ACTION ITEM
Please return all lines from the records below that include the string "FilterDetected".

━━━━━━━━━━━━━━━━

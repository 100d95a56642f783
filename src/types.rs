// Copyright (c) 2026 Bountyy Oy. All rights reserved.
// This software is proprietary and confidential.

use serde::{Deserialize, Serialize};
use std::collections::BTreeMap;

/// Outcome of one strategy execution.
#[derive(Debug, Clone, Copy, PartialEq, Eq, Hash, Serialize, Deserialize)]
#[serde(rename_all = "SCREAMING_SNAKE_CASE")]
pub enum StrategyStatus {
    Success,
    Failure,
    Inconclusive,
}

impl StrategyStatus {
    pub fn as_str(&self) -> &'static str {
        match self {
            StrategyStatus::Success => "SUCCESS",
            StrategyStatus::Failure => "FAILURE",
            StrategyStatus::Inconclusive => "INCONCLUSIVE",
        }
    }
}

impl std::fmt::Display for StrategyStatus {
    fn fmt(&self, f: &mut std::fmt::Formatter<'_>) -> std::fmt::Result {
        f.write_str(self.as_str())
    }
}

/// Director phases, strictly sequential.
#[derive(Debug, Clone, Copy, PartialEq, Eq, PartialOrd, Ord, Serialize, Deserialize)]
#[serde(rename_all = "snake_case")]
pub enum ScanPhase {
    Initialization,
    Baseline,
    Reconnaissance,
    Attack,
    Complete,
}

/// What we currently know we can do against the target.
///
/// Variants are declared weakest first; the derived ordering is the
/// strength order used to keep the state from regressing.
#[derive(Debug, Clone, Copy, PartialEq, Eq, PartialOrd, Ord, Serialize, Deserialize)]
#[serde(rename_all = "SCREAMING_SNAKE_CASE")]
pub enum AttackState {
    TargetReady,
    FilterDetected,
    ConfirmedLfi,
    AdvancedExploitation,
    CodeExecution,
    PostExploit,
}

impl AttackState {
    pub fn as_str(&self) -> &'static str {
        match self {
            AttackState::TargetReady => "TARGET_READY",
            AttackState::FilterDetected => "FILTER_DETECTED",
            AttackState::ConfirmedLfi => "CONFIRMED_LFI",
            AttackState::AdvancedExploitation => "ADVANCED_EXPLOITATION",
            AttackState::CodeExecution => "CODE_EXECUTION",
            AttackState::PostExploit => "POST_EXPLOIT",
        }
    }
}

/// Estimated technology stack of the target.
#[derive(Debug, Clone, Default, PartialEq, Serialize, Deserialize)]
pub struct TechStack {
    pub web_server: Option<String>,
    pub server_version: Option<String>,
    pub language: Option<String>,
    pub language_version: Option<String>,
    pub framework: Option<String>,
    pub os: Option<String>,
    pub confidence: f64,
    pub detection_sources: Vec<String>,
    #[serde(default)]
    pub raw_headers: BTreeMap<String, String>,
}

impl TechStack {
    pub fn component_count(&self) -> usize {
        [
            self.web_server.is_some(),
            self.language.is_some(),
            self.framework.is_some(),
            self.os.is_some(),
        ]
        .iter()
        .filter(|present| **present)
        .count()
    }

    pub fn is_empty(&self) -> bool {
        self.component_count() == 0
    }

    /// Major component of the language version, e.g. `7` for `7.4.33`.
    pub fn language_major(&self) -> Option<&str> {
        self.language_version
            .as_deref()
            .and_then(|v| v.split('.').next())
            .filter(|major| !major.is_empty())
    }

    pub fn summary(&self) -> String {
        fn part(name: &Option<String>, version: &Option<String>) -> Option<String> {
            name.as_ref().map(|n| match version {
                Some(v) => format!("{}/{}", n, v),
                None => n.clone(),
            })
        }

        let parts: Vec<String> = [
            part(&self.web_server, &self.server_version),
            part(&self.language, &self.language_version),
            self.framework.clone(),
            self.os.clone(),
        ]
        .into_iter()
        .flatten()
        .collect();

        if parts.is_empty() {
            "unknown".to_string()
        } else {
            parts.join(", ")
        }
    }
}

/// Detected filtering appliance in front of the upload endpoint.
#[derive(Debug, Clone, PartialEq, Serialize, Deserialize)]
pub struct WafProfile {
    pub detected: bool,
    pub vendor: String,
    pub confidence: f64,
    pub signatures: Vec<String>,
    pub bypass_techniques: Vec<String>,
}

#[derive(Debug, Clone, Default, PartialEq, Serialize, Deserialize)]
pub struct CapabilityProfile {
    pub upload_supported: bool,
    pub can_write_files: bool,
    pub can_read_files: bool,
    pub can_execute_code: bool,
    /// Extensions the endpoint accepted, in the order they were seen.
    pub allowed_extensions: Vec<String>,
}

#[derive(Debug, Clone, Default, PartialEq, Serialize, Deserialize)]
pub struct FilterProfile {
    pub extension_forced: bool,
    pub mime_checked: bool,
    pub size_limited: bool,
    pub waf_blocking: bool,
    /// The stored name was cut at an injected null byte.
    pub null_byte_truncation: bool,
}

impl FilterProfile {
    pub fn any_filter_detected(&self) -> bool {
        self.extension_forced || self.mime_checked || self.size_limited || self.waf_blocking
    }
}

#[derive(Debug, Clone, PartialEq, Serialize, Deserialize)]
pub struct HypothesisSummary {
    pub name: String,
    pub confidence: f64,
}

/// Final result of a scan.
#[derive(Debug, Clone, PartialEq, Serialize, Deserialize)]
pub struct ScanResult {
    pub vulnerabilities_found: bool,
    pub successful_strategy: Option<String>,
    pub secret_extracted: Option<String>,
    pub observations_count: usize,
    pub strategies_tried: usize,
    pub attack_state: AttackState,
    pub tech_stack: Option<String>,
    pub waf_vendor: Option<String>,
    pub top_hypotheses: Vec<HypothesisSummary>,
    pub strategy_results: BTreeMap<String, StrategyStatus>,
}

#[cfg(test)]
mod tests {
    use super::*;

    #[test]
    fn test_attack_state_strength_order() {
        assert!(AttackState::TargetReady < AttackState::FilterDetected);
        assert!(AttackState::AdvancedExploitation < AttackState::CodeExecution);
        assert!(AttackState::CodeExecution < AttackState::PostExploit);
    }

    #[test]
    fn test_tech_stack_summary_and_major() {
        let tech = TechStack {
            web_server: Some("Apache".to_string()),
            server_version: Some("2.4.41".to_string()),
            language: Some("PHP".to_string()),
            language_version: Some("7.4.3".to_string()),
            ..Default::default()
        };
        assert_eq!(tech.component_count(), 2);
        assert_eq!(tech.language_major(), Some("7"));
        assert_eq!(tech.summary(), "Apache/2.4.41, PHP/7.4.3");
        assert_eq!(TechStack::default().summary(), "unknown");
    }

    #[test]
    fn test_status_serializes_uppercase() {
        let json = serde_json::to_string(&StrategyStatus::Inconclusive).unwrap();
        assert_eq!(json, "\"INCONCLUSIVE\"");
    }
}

━━━━━━━━━━━━━━━━

YOUR RESPONSE
    FilterDetected,
            AttackState::FilterDetected => "FILTER_DETECTED",
        assert!(AttackState::TargetReady < AttackState::FilterDetected);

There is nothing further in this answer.